Segundo o médico, que também é presidente da Comissão de Mortalidade Materna da Federação Brasileira das Associações de Ginecologia e Obstetrícia (Febrasgo), os dados do Sivep-Gripe (Sistema de Informação de Vigilância Epidemiológica da Gripe, do Ministério da Saúde) indicam 461 óbitos de gestantes com diagnóstico confirmado de Covid-19, em 2020, e 1.519, em 2021.

“Em 2019, a razão de mortalidade materna é de 58 óbitos a cada 100 mil nascidos vivos. Em 2020, 72 a cada 100 mil nascidos vivos. Em 2021, deve ficar acima de 100”, colocou, lembrando que o Ministério da Saúde ainda pode fazer pequenas correções nas estatísticas.

A Razão de Mortalidade Materna é um índice que expressa o número de mortes de gestantes ou mães até 42 dias após o parto por 100 mil nascidos vivos. Em países desenvolvidos, ela fica em torno de 10 por 100 mil nascidos vivos.

Marcos Nakamura também conta que outro efeito do coronavírus causa impacto sobre as gestantes.

“Além da questão respiratória, tem um distúrbio inflamatório, aumenta a chance de trombose. E a grávida ou a mulher que teve o parto tem uma predisposição a ter essas complicações, especialmente de trombose, em relação à população normal”, colocou.

Já o diretor médico da Maternidade Escola da Universidade Federal do Rio de Janeiro, Jair Braga, pontua que a pandemia prejudicou o acompanhamento pré-natal das gestantes, fundamental para a identificação de problemas e comorbidades, devido ao cancelamento de consultas e o medo de contaminação nos hospitais e consultórios.
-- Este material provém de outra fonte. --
#[cfg(test)]
mod tests {
    use std::sync::Arc;

    use chrono::{Duration, TimeZone, Utc};
    use rust_decimal::Decimal;

    use super::*;
    use crate::catalog::{Catalog, Sport, SportCategory};
    use crate::onboarding::flow::Locale;
    use crate::onboarding::identity::FixedIdentity;
    use crate::onboarding::navigator::{CalculatorSettings, FixedClock, Navigator, NavigatorDeps};
    use crate::onboarding::persistence::{MemoryProgressStore, SaveOutcome};
    use crate::onboarding::response::Response;
    use crate::onboarding::state::SessionPhase;

    fn navigator(store: Arc<MemoryProgressStore>) -> Navigator {
        navigator_with_catalog(store, Arc::new(Catalog::new()))
    }

    fn navigator_with_catalog(store: Arc<MemoryProgressStore>, catalog: Arc<Catalog>) -> Navigator {
        let deps = NavigatorDeps {
            catalog,
            store,
            identity: Arc::new(FixedIdentity::user("user-1")),
            clock: Arc::new(FixedClock(Utc.with_ymd_and_hms(2026, 5, 4, 8, 0, 0).unwrap())),
            settings: CalculatorSettings::default(),
        };
        Navigator::new(Arc::new(flow().unwrap()), deps, Locale::Fr)
    }

    fn select(s: &str) -> Response {
        Response::SingleSelect(s.into())
    }

    fn multi(items: &[&str]) -> Response {
        Response::MultiSelect(items.iter().map(|s| s.to_string()).collect())
    }

    async fn answer(nav: &mut Navigator, response: Response) -> SaveOutcome {
        let outcome = nav.advance(response).await.unwrap();
        assert!(
            outcome.advanced(),
            "rejected at {}: {:?}",
            nav.state().current_step_id,
            outcome.validation_errors
        );
        outcome.save
    }

    async fn through_personal_info(nav: &mut Navigator) {
        answer(nav, Response::None).await;
        answer(nav, Response::Text("Alice".into())).await;
        answer(nav, Response::Number(30.0)).await;
        answer(nav, select("female")).await;
        answer(nav, select("office_worker")).await;
        answer(nav, select("performance")).await;
        assert_eq!(nav.state().current_step_id, "pack_selection");
    }

    #[test]
    fn flow_is_well_formed() {
        let flow = flow().unwrap();
        assert_eq!(flow.initial(), "welcome");
        assert_eq!(flow.terminal(), "completion");
        assert!(flow.is_checkpoint("pack_upsell"));
        assert!(!flow.is_checkpoint("get_name"));
    }

    #[test]
    fn sections_follow_module_choice() {
        let mut answers = Answers::new();
        answers.insert(MODULES_FIELD, vec!["sleep".to_string(), "sport".to_string()]);
        assert_eq!(next_section(&answers, None), "sport_selection");
        assert_eq!(next_section(&answers, Some("sport")), "sleep_setup");
        assert_eq!(next_section(&answers, Some("sleep")), AFTER_SECTIONS);
        assert_eq!(next_section(&Answers::new(), None), AFTER_SECTIONS);
    }

    #[tokio::test]
    async fn name_is_validated_and_personalizes_titles() {
        let mut nav = navigator(Arc::new(MemoryProgressStore::new()));
        answer(&mut nav, Response::None).await;

        let outcome = nav.advance(Response::Text("R2-D2".into())).await.unwrap();
        assert_eq!(outcome.validation_errors, ["Lettres, espaces et tirets uniquement"]);
        let outcome = nav.advance(Response::Text(String::new())).await.unwrap();
        assert_eq!(outcome.validation_errors, ["Ton prénom est requis"]);

        answer(&mut nav, Response::Text("Alice".into())).await;
        let view = nav.view().await.unwrap();
        assert_eq!(view.current_step.title, "Enchanté Alice ! Quel âge as-tu ?");
    }

    #[tokio::test]
    async fn optional_gender_takes_any_widget() {
        let mut nav = navigator(Arc::new(MemoryProgressStore::new()));
        answer(&mut nav, Response::None).await;
        answer(&mut nav, Response::Text("Alice".into())).await;
        answer(&mut nav, Response::Number(30.0)).await;

        let outcome = nav.advance(Response::Text("female".into())).await.unwrap();
        assert!(outcome.advanced(), "{:?}", outcome.validation_errors);
        assert_eq!(nav.state().current_step_id, "lifestyle");
        assert_eq!(nav.state().answers.get_str("gender"), Some("female"));
    }

    #[tokio::test]
    async fn custom_path_with_sport_and_sleep() {
        let store = Arc::new(MemoryProgressStore::new());
        let mut nav = navigator(Arc::clone(&store));
        through_personal_info(&mut nav).await;
        assert_eq!(store.save_count(), 1);

        assert_eq!(answer(&mut nav, select("custom")).await, SaveOutcome::Saved);
        assert_eq!(nav.state().current_step_id, "custom_module_selection");
        answer(&mut nav, multi(&["sport", "sleep"])).await;
        assert_eq!(nav.state().derived.price, Some(Decimal::from(14)));

        answer(&mut nav, Response::None).await;
        let derived = &nav.state().derived;
        assert_eq!(derived.suggested_modules, ["strength"]);
        assert_eq!(
            derived.trial_ends_at,
            Some(Utc.with_ymd_and_hms(2026, 5, 4, 8, 0, 0).unwrap() + Duration::days(15))
        );

        answer(&mut nav, multi(&["sport", "sleep"])).await;
        assert_eq!(nav.state().current_step_id, "sport_selection");
        assert_eq!(nav.state().derived.estimated_minutes_left, 7);

        answer(&mut nav, select("football")).await;
        assert_eq!(nav.state().current_step_id, "sport_position");
        assert_eq!(nav.state().derived.sport_category, Some(SportCategory::Team));

        let view = nav.view().await.unwrap();
        assert_eq!(view.current_step.options[0].value, "Gardien");
        assert_eq!(view.current_step.options[1].id, "défenseur_central");

        answer(&mut nav, select("Gardien")).await;
        answer(&mut nav, select("amateur_competitive")).await;
        answer(&mut nav, select("in_season")).await;
        answer(&mut nav, Response::Slider(4.0)).await;
        answer(&mut nav, select("full_gym")).await;
        assert_eq!(nav.state().current_step_id, "sleep_setup");

        let outcome = nav.advance(Response::Slider(3.0)).await.unwrap();
        assert_eq!(outcome.validation_errors, ["4 heures minimum"]);
        answer(&mut nav, Response::Slider(7.5)).await;
        answer(&mut nav, multi(&[])).await;
        assert_eq!(nav.state().current_step_id, "available_time");

        answer(&mut nav, Response::Slider(45.0)).await;
        answer(&mut nav, Response::Text("Gagner le championnat".into())).await;
        let outcome = nav.advance(Response::Toggle(false)).await.unwrap();
        assert_eq!(outcome.validation_errors, ["Ton accord est nécessaire pour continuer"]);
        answer(&mut nav, Response::Toggle(true)).await;
        answer(&mut nav, Response::Toggle(false)).await;
        answer(&mut nav, Response::None).await;
        assert_eq!(nav.state().current_step_id, "completion");

        let completion = nav.complete().await.unwrap();
        assert_eq!(completion.save, SaveOutcome::Saved);
        assert_eq!(completion.state.phase, SessionPhase::Completed);

        let record = store.record("user-1").await.unwrap();
        let row = record.to_value();
        assert_eq!(row["first_name"], "Alice");
        assert_eq!(row["age"], 30);
        assert_eq!(row["fitness_goal"], "performance");
        assert_eq!(row["modules"], json!(["sport", "sleep"]));
        assert_eq!(row["selected_pack"], "custom");
        assert_eq!(row["trial_modules"], json!(["strength"]));
        assert_eq!(row["trial_end_date"], "2026-05-19T08:00:00+00:00");
        assert_eq!(row["sport_position"], "Gardien");
        assert_eq!(row["sport_level"], "amateur_competitive");
        assert_eq!(row["sleep_hours_average"], json!(7.5));
        assert_eq!(row["water_intake_goal"], Value::Null);
        assert_eq!(row["food_allergies"], json!([]));
        assert_eq!(row["privacy_consent"], true);

        // female, 30, office worker, performance: (700 + 1000 - 150 - 161) * 1.3 + 200
        assert_eq!(completion.state.derived.daily_calories, Some(2006));
    }

    #[tokio::test]
    async fn pack_path_and_sport_without_positions() {
        let mut nav = navigator(Arc::new(MemoryProgressStore::new()));
        through_personal_info(&mut nav).await;

        answer(&mut nav, select("performance")).await;
        assert_eq!(nav.state().current_step_id, "pack_upsell");
        assert_eq!(nav.state().derived.price, Some(Decimal::from(28)));
        assert_eq!(nav.state().answers.get_list(MODULES_FIELD).len(), 4);

        answer(&mut nav, Response::None).await;
        assert!(nav.state().derived.suggested_modules.is_empty());

        answer(&mut nav, multi(&["sport", "hydration"])).await;
        answer(&mut nav, select("other")).await;
        assert_eq!(nav.state().current_step_id, "sport_level");
        answer(&mut nav, select("recreational")).await;
        answer(&mut nav, select("off_season")).await;
        answer(&mut nav, Response::Slider(2.0)).await;
        answer(&mut nav, select("no_equipment")).await;
        assert_eq!(nav.state().current_step_id, "hydration_setup");
        answer(&mut nav, Response::Slider(2.5)).await;
        answer(&mut nav, Response::Toggle(true)).await;
        assert_eq!(nav.state().current_step_id, "available_time");
    }

    #[tokio::test]
    async fn live_sport_positions_are_offered() {
        let catalog = Arc::new(Catalog::new());
        catalog
            .set_live_sports(vec![Sport {
                id: "padel".into(),
                name: "Padel".into(),
                emoji: None,
                category: SportCategory::Racket,
                positions: vec!["Drive".into(), "Revers".into()],
            }])
            .await;
        let mut nav = navigator_with_catalog(Arc::new(MemoryProgressStore::new()), catalog);
        through_personal_info(&mut nav).await;
        answer(&mut nav, select("performance")).await;
        answer(&mut nav, Response::None).await;
        answer(&mut nav, multi(&["sport"])).await;

        answer(&mut nav, select("padel")).await;
        assert_eq!(nav.state().current_step_id, "sport_position");
        assert_eq!(nav.state().derived.sport_category, Some(SportCategory::Racket));
        let view = nav.view().await.unwrap();
        let positions: Vec<_> = view.current_step.options.iter().map(|o| o.value.as_str()).collect();
        assert_eq!(positions, ["Drive", "Revers"]);

        answer(&mut nav, select("Revers")).await;
        assert_eq!(nav.state().current_step_id, "sport_level");
        assert_eq!(nav.state().answers.get_str("sportPosition"), Some("Revers"));
    }

    #[tokio::test]
    async fn unknown_sport_passes_over_positions() {
        let mut nav = navigator(Arc::new(MemoryProgressStore::new()));
        through_personal_info(&mut nav).await;
        answer(&mut nav, select("performance")).await;
        answer(&mut nav, Response::None).await;
        answer(&mut nav, multi(&["sport"])).await;

        answer(&mut nav, select("padel")).await;
        assert_eq!(nav.state().current_step_id, "sport_level");
        assert!(!nav.state().completed_step_ids.iter().any(|id| id == "sport_position"));
        assert!(!nav.state().answers.contains("sportPosition"));
    }

    #[test]
    fn unknown_objective_is_stored_as_general() {
        let mut state = OnboardingState::new(&flow().unwrap(), Locale::En, Utc::now());
        state.answers.insert("mainObjective", "holistic");
        let row = record().build("u", &state, Utc::now()).to_value();
        assert_eq!(row["fitness_goal"], "general");
        assert_eq!(row["modules"], json!(DEFAULT_MODULES));
        assert_eq!(row["trial_end_date"], Value::Null);
    }
}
“As grávidas demoraram um pouco para entrar no grupo de risco da Covid. E depois que entraram, ficaram”, colocou.

Diante dos números, ambos os médicos ressaltam a importância das mulheres gestantes receberem a vacina contra o coronavírus.

Como chegar à meta da ONU para 2030?

Com a melhora do cenário epidemiológico da pandemia, os olhares se voltam para como melhorar o atendimento e chegar à meta de 30 mortes por 100 mil nascidos vivos, até 2030.

Para Jair Braga, o pré-natal precisa ser seguido à risca. As consultas de acompanhamento, segundo o médico, servem para identificar problemas como hipertensão e diabetes, algumas das principais causas de mortes.

O diretor médico da Maternidade Escola da UFRJ também defende a qualificação dos profissionais de saúde. “É um desafio muito grande, principalmente nas cidades que têm menos recursos”, colocou.

O pesquisador do IFF/Fiocruz, Marcos Nakamura, ainda argumenta a necessidade da ampliação de UTIs obstétricas, a melhora do encaminhamento de gestantes de risco e a resolução de problemas de infraestrutura enfrentados em alguns hospitais.

“A pandemia veio escancarar alguns problemas que já eram crônicos na rede de atenção”, avalia.